WHAT IS BEING ASKED:
Give each record below again, without a single difference.

-- -- --

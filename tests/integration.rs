//! Checker integration tests with mocked collaborators
//!
//! These exercise the full run: session acquisition, navigation and settle,
//! per-branch classification, aggregation, teardown, and report delivery.

mod common;

use common::helpers::{mixed_page, settled_page, stub_control, stub_date_hint};
use common::TestFixtures;

use govisit_watch::error::CheckerError;
use govisit_watch::traits::{MockBrowserProvider, MockPageSession, MockReportSender};
use govisit_watch::types::RunStatus;
use govisit_watch::Checker;

fn browser_returning(page: MockPageSession) -> MockBrowserProvider {
    let mut browser = MockBrowserProvider::new();
    browser
        .expect_acquire()
        .times(1)
        .return_once(move || Ok(Box::new(page)));
    browser
}

fn quiet_reporter() -> MockReportSender {
    let mut reporter = MockReportSender::new();
    reporter.expect_send_report().returning(|_| Ok(()));
    reporter
}

#[tokio::test]
async fn every_branch_lands_in_exactly_one_bucket() {
    let checker = Checker::new(
        TestFixtures::mixed_config(),
        browser_returning(mixed_page()),
        quiet_reporter(),
    );

    let (result, status) = checker.run().await.unwrap();

    assert_eq!(status, RunStatus::Completed);
    assert_eq!(result.total(), 3);
    assert_eq!(result.available.len(), 1);
    assert_eq!(result.available[0].name, TestFixtures::BRANCH_OPEN);
    assert_eq!(result.available[0].date_hint, TestFixtures::DATE_HINT);
    assert_eq!(result.unavailable.len(), 1);
    assert_eq!(result.unavailable[0].name, TestFixtures::BRANCH_CLOSED);
    assert_eq!(result.errors.len(), 1);
    assert!(result.errors[0].contains(TestFixtures::BRANCH_MISSING));
}

#[tokio::test]
async fn branch_order_follows_the_configured_list() {
    let config = TestFixtures::config_for(&["first", "second"]);
    let mut page = settled_page();
    stub_control(&mut page, "first", Some("false"));
    stub_date_hint(&mut page, "first", None);
    stub_control(&mut page, "second", Some("false"));
    stub_date_hint(&mut page, "second", None);

    let checker = Checker::new(config, browser_returning(page), quiet_reporter());
    let (result, _) = checker.run().await.unwrap();

    let names: Vec<&str> = result.available.iter().map(|b| b.name.as_str()).collect();
    assert_eq!(names, vec!["first", "second"]);
}

#[tokio::test]
async fn navigation_timeout_short_circuits_and_releases_once() {
    let mut page = MockPageSession::new();
    page.expect_open()
        .returning(|_, _| Err(CheckerError::page("navigation timed out after 60s")));
    // No branch queries may reach the page after a session fault.
    page.expect_find_branch_control().times(0);
    page.expect_close().times(1).returning(|| Ok(()));

    let checker = Checker::new(
        TestFixtures::mixed_config(),
        browser_returning(page),
        quiet_reporter(),
    );

    let (result, status) = checker.run().await.unwrap();

    assert_eq!(status, RunStatus::SessionFault);
    assert!(result.available.is_empty());
    assert!(result.unavailable.is_empty());
    assert_eq!(result.errors.len(), 1);
    assert!(result.errors[0].contains("navigation timed out"));
}

#[tokio::test]
async fn settle_failure_is_a_session_fault() {
    let mut page = MockPageSession::new();
    page.expect_open().returning(|_, _| Ok(()));
    page.expect_wait_for_text()
        .returning(|_, _, _| Err(CheckerError::page("page did not settle within 30s")));
    page.expect_find_branch_control().times(0);
    page.expect_close().times(1).returning(|| Ok(()));

    let checker = Checker::new(
        TestFixtures::mixed_config(),
        browser_returning(page),
        quiet_reporter(),
    );

    let (result, status) = checker.run().await.unwrap();

    assert_eq!(status, RunStatus::SessionFault);
    assert_eq!(result.errors.len(), 1);
}

#[tokio::test]
async fn acquisition_failure_is_terminal_and_sends_no_report() {
    let mut browser = MockBrowserProvider::new();
    browser.expect_acquire().return_once(|| {
        Err(CheckerError::SessionAcquisition {
            message: "connection refused".to_string(),
        })
    });
    let mut reporter = MockReportSender::new();
    reporter.expect_send_report().times(0);

    let checker = Checker::new(TestFixtures::mixed_config(), browser, reporter);

    let err = checker.run().await.unwrap_err();
    assert!(matches!(err, CheckerError::SessionAcquisition { .. }));
}

#[tokio::test]
async fn teardown_failure_does_not_mask_the_result() {
    let mut page = MockPageSession::new();
    page.expect_open().returning(|_, _| Ok(()));
    page.expect_wait_for_text().returning(|_, _, _| Ok(()));
    stub_control(&mut page, "only", Some("true"));
    page.expect_close()
        .times(1)
        .returning(|| Err(CheckerError::page("session already gone")));

    let checker = Checker::new(
        TestFixtures::config_for(&["only"]),
        browser_returning(page),
        quiet_reporter(),
    );

    let (result, status) = checker.run().await.unwrap();

    assert_eq!(status, RunStatus::Completed);
    assert_eq!(result.unavailable.len(), 1);
}

#[tokio::test]
async fn report_sender_receives_the_aggregate() {
    let mut reporter = MockReportSender::new();
    reporter
        .expect_send_report()
        .times(1)
        .withf(|result| {
            result.available.len() == 1
                && result.unavailable.len() == 1
                && result.errors.len() == 1
        })
        .returning(|_| Ok(()));

    let checker = Checker::new(
        TestFixtures::mixed_config(),
        browser_returning(mixed_page()),
        reporter,
    );

    checker.run().await.unwrap();
}

#[tokio::test]
async fn report_delivery_failure_does_not_fail_the_run() {
    // Only the session-fault path and acquisition failure are caller-visible
    // failures; a mail problem is logged, and the scan results stand.
    let mut reporter = MockReportSender::new();
    reporter.expect_send_report().times(1).returning(|_| {
        Err(CheckerError::ReportDelivery {
            message: "smtp unreachable".to_string(),
        })
    });

    let checker = Checker::new(
        TestFixtures::mixed_config(),
        browser_returning(mixed_page()),
        reporter,
    );

    let (result, status) = checker.run().await.unwrap();
    assert_eq!(status, RunStatus::Completed);
    assert_eq!(result.total(), 3);
}

#[tokio::test]
async fn empty_branch_list_is_a_fault_not_a_panic() {
    // CheckerConfig::new rejects an empty list, but the fields are public,
    // so a literal-constructed config must still degrade gracefully.
    let config = govisit_watch::CheckerConfig {
        target_url: TestFixtures::TARGET_URL.to_string(),
        branches: vec![],
        match_mode: govisit_watch::MatchMode::default(),
        navigation_timeout: std::time::Duration::from_secs(60),
        settle_timeout: std::time::Duration::from_secs(30),
        webdriver_url: TestFixtures::WEBDRIVER_URL.to_string(),
    };

    let mut page = MockPageSession::new();
    page.expect_open().times(0);
    page.expect_find_branch_control().times(0);
    page.expect_close().times(1).returning(|| Ok(()));

    let checker = Checker::new(config, browser_returning(page), quiet_reporter());

    let (result, status) = checker.run().await.unwrap();
    assert_eq!(status, RunStatus::SessionFault);
    assert!(result.available.is_empty());
    assert!(result.unavailable.is_empty());
    assert_eq!(result.errors.len(), 1);
    assert!(result.errors[0].contains("branches"));
}

#[tokio::test]
async fn two_runs_over_the_same_fixture_agree() {
    let make_checker = || {
        Checker::new(
            TestFixtures::mixed_config(),
            browser_returning(mixed_page()),
            quiet_reporter(),
        )
    };

    let (first, _) = make_checker().run().await.unwrap();
    let (second, _) = make_checker().run().await.unwrap();

    assert_eq!(first.available, second.available);
    assert_eq!(first.unavailable, second.unavailable);
    assert_eq!(first.errors, second.errors);
}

-- -- --

TASK RESULT:
filename tests/integration.rs
//! Checker integration tests with mocked collaborators
//!
//! These exercise the full run: session acquisition, navigation and settle,
//! per-branch classification, aggregation, teardown, and report delivery.

mod common;

use common::helpers::{mixed_page, settled_page, stub_control, stub_date_hint};
use common::TestFixtures;

use govisit_watch::error::CheckerError;
use govisit_watch::traits::{MockBrowserProvider, MockPageSession, MockReportSender};
use govisit_watch::types::RunStatus;
use govisit_watch::Checker;

fn browser_returning(page: MockPageSession) -> MockBrowserProvider {
    let mut browser = MockBrowserProvider::new();
    browser
        .expect_acquire()
        .times(1)
        .return_once(move || Ok(Box::new(page)));
    browser
}

fn quiet_reporter() -> MockReportSender {
    let mut reporter = MockReportSender::new();
    reporter.expect_send_report().returning(|_| Ok(()));
    reporter
}

#[tokio::test]
async fn every_branch_lands_in_exactly_one_bucket() {
    let checker = Checker::new(
        TestFixtures::mixed_config(),
        browser_returning(mixed_page()),
        quiet_reporter(),
    );

    let (result, status) = checker.run().await.unwrap();

    assert_eq!(status, RunStatus::Completed);
    assert_eq!(result.total(), 3);
    assert_eq!(result.available.len(), 1);
    assert_eq!(result.available[0].name, TestFixtures::BRANCH_OPEN);
    assert_eq!(result.available[0].date_hint, TestFixtures::DATE_HINT);
    assert_eq!(result.unavailable.len(), 1);
    assert_eq!(result.unavailable[0].name, TestFixtures::BRANCH_CLOSED);
    assert_eq!(result.errors.len(), 1);
    assert!(result.errors[0].contains(TestFixtures::BRANCH_MISSING));
}

#[tokio::test]
async fn branch_order_follows_the_configured_list() {
    let config = TestFixtures::config_for(&["first", "second"]);
    let mut page = settled_page();
    stub_control(&mut page, "first", Some("false"));
    stub_date_hint(&mut page, "first", None);
    stub_control(&mut page, "second", Some("false"));
    stub_date_hint(&mut page, "second", None);

    let checker = Checker::new(config, browser_returning(page), quiet_reporter());
    let (result, _) = checker.run().await.unwrap();

    let names: Vec<&str> = result.available.iter().map(|b| b.name.as_str()).collect();
    assert_eq!(names, vec!["first", "second"]);
}

#[tokio::test]
async fn navigation_timeout_short_circuits_and_releases_once() {
    let mut page = MockPageSession::new();
    page.expect_open()
        .returning(|_, _| Err(CheckerError::page("navigation timed out after 60s")));
    // No branch queries may reach the page after a session fault.
    page.expect_find_branch_control().times(0);
    page.expect_close().times(1).returning(|| Ok(()));

    let checker = Checker::new(
        TestFixtures::mixed_config(),
        browser_returning(page),
        quiet_reporter(),
    );

    let (result, status) = checker.run().await.unwrap();

    assert_eq!(status, RunStatus::SessionFault);
    assert!(result.available.is_empty());
    assert!(result.unavailable.is_empty());
    assert_eq!(result.errors.len(), 1);
    assert!(result.errors[0].contains("navigation timed out"));
}

#[tokio::test]
async fn settle_failure_is_a_session_fault() {
    let mut page = MockPageSession::new();
    page.expect_open().returning(|_, _| Ok(()));
    page.expect_wait_for_text()
        .returning(|_, _, _| Err(CheckerError::page("page did not settle within 30s")));
    page.expect_find_branch_control().times(0);
    page.expect_close().times(1).returning(|| Ok(()));

    let checker = Checker::new(
        TestFixtures::mixed_config(),
        browser_returning(page),
        quiet_reporter(),
    );

    let (result, status) = checker.run().await.unwrap();

    assert_eq!(status, RunStatus::SessionFault);
    assert_eq!(result.errors.len(), 1);
}

#[tokio::test]
async fn acquisition_failure_is_terminal_and_sends_no_report() {
    let mut browser = MockBrowserProvider::new();
    browser.expect_acquire().return_once(|| {
        Err(CheckerError::SessionAcquisition {
            message: "connection refused".to_string(),
        })
    });
    let mut reporter = MockReportSender::new();
    reporter.expect_send_report().times(0);

    let checker = Checker::new(TestFixtures::mixed_config(), browser, reporter);

    let err = checker.run().await.unwrap_err();
    assert!(matches!(err, CheckerError::SessionAcquisition { .. }));
}

#[tokio::test]
async fn teardown_failure_does_not_mask_the_result() {
    let mut page = MockPageSession::new();
    page.expect_open().returning(|_, _| Ok(()));
    page.expect_wait_for_text().returning(|_, _, _| Ok(()));
    stub_control(&mut page, "only", Some("true"));
    page.expect_close()
        .times(1)
        .returning(|| Err(CheckerError::page("session already gone")));

    let checker = Checker::new(
        TestFixtures::config_for(&["only"]),
        browser_returning(page),
        quiet_reporter(),
    );

    let (result, status) = checker.run().await.unwrap();

    assert_eq!(status, RunStatus::Completed);
    assert_eq!(result.unavailable.len(), 1);
}

#[tokio::test]
async fn report_sender_receives_the_aggregate() {
    let mut reporter = MockReportSender::new();
    reporter
        .expect_send_report()
        .times(1)
        .withf(|result| {
            result.available.len() == 1
                && result.unavailable.len() == 1
                && result.errors.len() == 1
        })
        .returning(|_| Ok(()));

    let checker = Checker::new(
        TestFixtures::mixed_config(),
        browser_returning(mixed_page()),
        reporter,
    );

    checker.run().await.unwrap();
}

#[tokio::test]
async fn report_delivery_failure_does_not_fail_the_run() {
    // Only the session-fault path and acquisition failure are caller-visible
    // failures; a mail problem is logged, and the scan results stand.
    let mut reporter = MockReportSender::new();
    reporter.expect_send_report().times(1).returning(|_| {
        Err(CheckerError::ReportDelivery {
            message: "smtp unreachable".to_string(),
        })
    });

    let checker = Checker::new(
        TestFixtures::mixed_config(),
        browser_returning(mixed_page()),
        reporter,
    );

    let (result, status) = checker.run().await.unwrap();
    assert_eq!(status, RunStatus::Completed);
    assert_eq!(result.total(), 3);
}

#[tokio::test]
async fn empty_branch_list_is_a_fault_not_a_panic() {
    // CheckerConfig::new rejects an empty list, but the fields are public,
    // so a literal-constructed config must still degrade gracefully.
    let config = govisit_watch::CheckerConfig {
        target_url: TestFixtures::TARGET_URL.to_string(),
        branches: vec![],
        match_mode: govisit_watch::MatchMode::default(),
        navigation_timeout: std::time::Duration::from_secs(60),
        settle_timeout: std::time::Duration::from_secs(30),
        webdriver_url: TestFixtures::WEBDRIVER_URL.to_string(),
    };

    let mut page = MockPageSession::new();
    page.expect_open().times(0);
    page.expect_find_branch_control().times(0);
    page.expect_close().times(1).returning(|| Ok(()));

    let checker = Checker::new(config, browser_returning(page), quiet_reporter());

    let (result, status) = checker.run().await.unwrap();
    assert_eq!(status, RunStatus::SessionFault);
    assert!(result.available.is_empty());
    assert!(result.unavailable.is_empty());
    assert_eq!(result.errors.len(), 1);
    assert!(result.errors[0].contains("branches"));
}

#[tokio::test]
async fn two_runs_over_the_same_fixture_agree() {
    let make_checker = || {
        Checker::new(
            TestFixtures::mixed_config(),
            browser_returning(mixed_page()),
            quiet_reporter(),
        )
    };

    let (first, _) = make_checker().run().await.unwrap();
    let (second, _) = make_checker().run().await.unwrap();

    assert_eq!(first.available, second.available);
    assert_eq!(first.unavailable, second.unavailable);
    assert_eq!(first.errors, second.errors);
}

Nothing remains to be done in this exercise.